この世界に太陽が昇らなくなってから、三百年の時が流れていた。

ここは、エグラール大陸最北端の岬。

天にも届きそうなこの塔の中で、私はただ、無為に時を過ごしている。


確か今日は、大陸南に位置する炎の国で、年若い新王の戴冠式が行われているはず。

国土の三分の一が砂漠化している炎の国では、二か月前に先王の喪が明けたばかり。

十八歳という若さで、国王として即位することになった青年の名は、ライカーン王太子。

いえ、もう王太子ではなく国王陛下ね。

顎に人差し指を当て、少し思案する。

「……あの国の本は、どこにあったかしら……」

誰が聞いているわけでもない独り言は、高い天井へと吸い込まれていった。

すっ、と裸足の足を踏み出す。

透明度の高いガラスの床の冷たさが、足の裏から伝わってきた。


音を立てずに塔の中を移動し、目的の本棚を探し出す。

「……これ、ね」

真っ赤な背表紙の、分厚い本を取り出した。

炎の国についての伝承や、王族と民の暮らしについて、この本にはすべてが書かれている。

パラリ、と頁をめくってみた。

「ライカーン王太子……いえ国王、は十八歳。淡い金色の髪と橙色の瞳を持つ、美しい青年、と……」

興味をなくして本を閉じた。


この無時域(むじいき)の書庫には、世界中から様々な知識が集まってくる。

塔の魔力に引き寄せられ、書庫の中で本という形を取って漂っているのだ。

手放した赤い背表紙の本は、しばらくフワフワと空間を彷徨い、棚へと戻っていった。

「今日は、何の本を読もうかしら……」

呟きながら、私はガラス窓の外へと目をやる。

太陽の昇らない、永遠の夜。

世界のあちこちで、研究者たちが調べているようだけど、成果は上がっていなかった。

ふふっ、と笑い、その場で一回転してみた。

私の体の動きに合わせてふんわりと揺れる丈の長い腰布(スカート)は、お気に入りだった。

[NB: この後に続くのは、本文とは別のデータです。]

//! Keyword vocabulary for grievance classification.
//!
//! Fixed trigger phrases per request type plus the priority, legal and
//! sensitivity term lists. All phrases are lowercase because they are matched
//! against lowercased descriptions.

use std::sync::{Arc, LazyLock};

use crate::models::RequestType;

const ERASURE_KEYWORDS: &[&str] = &[
    "delete",
    "erase",
    "remove",
    "forget",
    "wipe",
    "destroy",
    "eliminate",
    "purge",
    "deletion",
    "deleted",
];

const ACCESS_KEYWORDS: &[&str] = &[
    "access",
    "view",
    "see",
    "know",
    "copy",
    "obtain",
    "provide",
    "share my data",
    "what data",
    "my information",
    "data you have",
];

const CORRECTION_KEYWORDS: &[&str] = &[
    "correct",
    "update",
    "fix",
    "change",
    "amend",
    "modify",
    "wrong",
    "inaccurate",
    "incorrect",
    "error",
    "mistake",
];

const PORTABILITY_KEYWORDS: &[&str] = &[
    "transfer",
    "port",
    "move",
    "migrate",
    "export",
    "download",
    "portability",
    "take my data",
    "data export",
];

const OBJECTION_KEYWORDS: &[&str] = &[
    "object",
    "stop",
    "cease",
    "opt out",
    "unsubscribe",
    "withdraw",
    "revoke",
    "consent",
    "withdraw consent",
    "no longer want",
];

/// Priority tiers, highest precedence first
const CRITICAL_KEYWORDS: &[&str] = &["urgent", "immediately", "breach", "children", "child"];
const HIGH_KEYWORDS: &[&str] = &[
    "legal",
    "complaint",
    "dpb",
    "data protection board",
    "sue",
    "court",
];
const LOW_KEYWORDS: &[&str] = &["general inquiry", "just asking", "curious", "information"];

/// Terms that make a grievance legally involved, and therefore complex
const LEGAL_KEYWORDS: &[&str] = &["legal", "court", "lawyer", "dpb", "complaint"];

/// Terms that always send a grievance to a compliance officer
const MANUAL_REVIEW_KEYWORDS: &[&str] = &[
    "legal action",
    "dpb",
    "data protection board",
    "children",
    "child's data",
];

/// Sub-category label when the winning type has no rule
pub const GENERAL_SUB_CATEGORY: &str = "general";

/// Secondary cues per request type: first matching cue set wins, otherwise the
/// type's fallback label applies
const SUB_CATEGORY_CUES: &[(RequestType, &[(&[&str], &str)], &str)] = &[
    (
        RequestType::Erasure,
        &[
            (&["account", "profile"], "account_deletion"),
            (&["specific", "certain", "some"], "partial_erasure"),
        ],
        "full_erasure",
    ),
    (
        RequestType::Access,
        &[(&["export", "copy"], "data_export_request")],
        "data_access_request",
    ),
    (
        RequestType::Correction,
        &[(&["name", "address"], "personal_details_correction")],
        "data_correction",
    ),
    (RequestType::Portability, &[], "data_portability"),
    (
        RequestType::Objection,
        &[(&["marketing", "email"], "marketing_objection")],
        "processing_objection",
    ),
];

static STANDARD_VOCABULARY: LazyLock<Arc<Vocabulary>> = LazyLock::new(|| {
    Arc::new(Vocabulary {
        request_types: KeywordTable::new(vec![
            (RequestType::Erasure, owned(ERASURE_KEYWORDS)),
            (RequestType::Access, owned(ACCESS_KEYWORDS)),
            (RequestType::Correction, owned(CORRECTION_KEYWORDS)),
            (RequestType::Portability, owned(PORTABILITY_KEYWORDS)),
            (RequestType::Objection, owned(OBJECTION_KEYWORDS)),
        ]),
        priority: PriorityTiers {
            critical: owned(CRITICAL_KEYWORDS),
            high: owned(HIGH_KEYWORDS),
            low: owned(LOW_KEYWORDS),
        },
        legal_terms: owned(LEGAL_KEYWORDS),
        review_terms: owned(MANUAL_REVIEW_KEYWORDS),
        sub_categories: SUB_CATEGORY_CUES
            .iter()
            .map(|(request_type, cues, fallback)| SubCategoryRule {
                request_type: *request_type,
                cues: cues
                    .iter()
                    .map(|(words, label)| (owned(words), label.to_string()))
                    .collect(),
                fallback: fallback.to_string(),
            })
            .collect(),
    })
});

fn owned(words: &[&str]) -> Vec<String> {
    words.iter().map(|w| w.to_lowercase()).collect()
}

/// Ordered mapping from request type to its trigger phrases.
///
/// Entry order is significant: it breaks ties between equal scores.
#[derive(Debug, Clone, Default)]
pub struct KeywordTable {
    entries: Vec<(RequestType, Vec<String>)>,
}

impl KeywordTable {
    pub fn new(entries: Vec<(RequestType, Vec<String>)>) -> Self {
        Self { entries }
    }

    /// Iterate entries in table order
    pub fn iter(&self) -> impl Iterator<Item = (RequestType, &[String])> + '_ {
        self.entries
            .iter()
            .map(|(t, phrases)| (*t, phrases.as_slice()))
    }

    pub fn phrases(&self, request_type: RequestType) -> Option<&[String]> {
        self.iter()
            .find(|(t, _)| *t == request_type)
            .map(|(_, phrases)| phrases)
    }

    pub fn len(&self) -> usize {
        self.entries.len()
    }

    pub fn is_empty(&self) -> bool {
        self.entries.is_empty()
    }
}

/// Priority keyword tiers. Anything matching none of them is medium.
#[derive(Debug, Clone, Default)]
pub struct PriorityTiers {
    pub critical: Vec<String>,
    pub high: Vec<String>,
    pub low: Vec<String>,
}

/// Secondary keyword checks that refine a request type into a sub-category.
#[derive(Debug, Clone)]
pub struct SubCategoryRule {
    pub request_type: RequestType,
    /// Ordered (cue words, label) pairs; any cue word present selects the label
    pub cues: Vec<(Vec<String>, String)>,
    pub fallback: String,
}

impl SubCategoryRule {
    /// Resolve the label for a normalized description
    pub fn resolve(&self, text: &str) -> &str {
        self.cues
            .iter()
            .find(|(words, _)| words.iter().any(|w| text.contains(w)))
            .map(|(_, label)| label.as_str())
            .unwrap_or(self.fallback.as_str())
    }
}

/// Complete keyword configuration consumed by the classifier.
#[derive(Debug, Clone, Default)]
pub struct Vocabulary {
    /// Per-type trigger phrases used for scoring
    pub request_types: KeywordTable,
    /// Priority escalation tiers
    pub priority: PriorityTiers,
    /// Terms that force a complex estimate
    pub legal_terms: Vec<String>,
    /// Terms that force manual review regardless of confidence
    pub review_terms: Vec<String>,
    /// Sub-category rules, at most one per request type
    pub sub_categories: Vec<SubCategoryRule>,
}

impl Vocabulary {
    /// The built-in vocabulary, shared process-wide
    pub fn standard() -> Arc<Vocabulary> {
        Arc::clone(&STANDARD_VOCABULARY)
    }

    /// Sub-category label for a winning type, `general` when no rule exists
    pub fn sub_category(&self, request_type: RequestType, text: &str) -> String {
        self.sub_categories
            .iter()
            .find(|rule| rule.request_type == request_type)
            .map(|rule| rule.resolve(text))
            .unwrap_or(GENERAL_SUB_CATEGORY)
            .to_string()
    }
}

#[cfg(test)]
mod tests {
    use super::*;

    #[test]
    fn test_standard_table_order() {
        let vocabulary = Vocabulary::standard();
        let order: Vec<RequestType> = vocabulary.request_types.iter().map(|(t, _)| t).collect();

        assert_eq!(order, RequestType::ALL.to_vec());
    }

    #[test]
    fn test_standard_table_sizes() {
        let vocabulary = Vocabulary::standard();
        let table = &vocabulary.request_types;

        let expected = [
            (RequestType::Erasure, 10),
            (RequestType::Access, 11),
            (RequestType::Correction, 11),
            (RequestType::Portability, 9),
            (RequestType::Objection, 10),
        ];

        for (request_type, size) in expected {
            let count = table.phrases(request_type).map(<[_]>::len);
            assert_eq!(count, Some(size), "phrase count for {}", request_type);
        }
    }

    #[test]
    fn test_all_phrases_lowercase() {
        let vocabulary = Vocabulary::standard();
        let all_terms = vocabulary
            .request_types
            .iter()
            .flat_map(|(_, phrases)| phrases.iter())
            .chain(vocabulary.priority.critical.iter())
            .chain(vocabulary.priority.high.iter())
            .chain(vocabulary.priority.low.iter())
            .chain(vocabulary.legal_terms.iter())
            .chain(vocabulary.review_terms.iter());

        for term in all_terms {
            assert_eq!(term, &term.to_lowercase(), "'{}' is not lowercase", term);
        }
    }

    #[test]
    fn test_standard_is_shared() {
        let a = Vocabulary::standard();
        let b = Vocabulary::standard();
        assert!(Arc::ptr_eq(&a, &b));
    }

    #[test]
    fn test_sub_category_cue_precedence() {
        let vocabulary = Vocabulary::standard();

        // account beats the partial-erasure cues
        assert_eq!(
            vocabulary.sub_category(RequestType::Erasure, "delete some of my account data"),
            "account_deletion"
        );
        assert_eq!(
            vocabulary.sub_category(RequestType::Erasure, "delete certain photos"),
            "partial_erasure"
        );
        assert_eq!(
            vocabulary.sub_category(RequestType::Erasure, "delete everything"),
            "full_erasure"
        );
        assert_eq!(
            vocabulary.sub_category(RequestType::Access, "send me a copy"),
            "data_export_request"
        );
        assert_eq!(
            vocabulary.sub_category(RequestType::Correction, "my address is wrong"),
            "personal_details_correction"
        );
        assert_eq!(
            vocabulary.sub_category(RequestType::Portability, "move my data"),
            "data_portability"
        );
        assert_eq!(
            vocabulary.sub_category(RequestType::Objection, "stop the email campaign"),
            "marketing_objection"
        );
        assert_eq!(
            vocabulary.sub_category(RequestType::Objection, "stop profiling me"),
            "processing_objection"
        );
    }

    #[test]
    fn test_sub_category_without_rule_is_general() {
        let vocabulary = Vocabulary::default();
        assert_eq!(
            vocabulary.sub_category(RequestType::Erasure, "delete my account"),
            GENERAL_SUB_CATEGORY
        );
    }

    #[test]
    fn test_empty_table() {
        let table = KeywordTable::default();
        assert!(table.is_empty());
        assert_eq!(table.len(), 0);
        assert!(table.phrases(RequestType::Access).is_none());
    }
}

薄黄色の絹に、白い小花の飾りが散りばめられていて、動くたびに揺れるのが、見ていて楽しい。

誰かに贈られたのだったか、自分で作ったのだったか、もうよく覚えていない。


太陽が何故昇らないのか?

その答えを求めて右往左往している人々を、ここから眺めているのは嫌いではなかった。

ここにいる私には、何もできない。ただ、見ているだけ……。

本棚と本棚の間を飛び跳ねるように移動しながら、私は考える。

誰が、一番最初にこの塔までたどり着くかしらね?

答えを見つけて、ここまで来られたなら、何かご褒美でもあげるべきかしら…?

誰も来なければ、それでもいいわ。

私はこの塔で、書庫の知識を守っていくだけだもの。

あぁ、でも、久しぶりに誰かとお話してみたい気分だわ。

けれど、私のほうから手を出すことは禁じられているし……。

ちょっと手がかりを与えてあげるくらい、いいのではないかしら。


そう考えた途端、心臓をギュッと掴まれたような痛みが襲ってきた。

その場に蹲る。

「……っ、わかっているわよ…何もしないわ」

大きく息を吐いて、私は目を閉じた。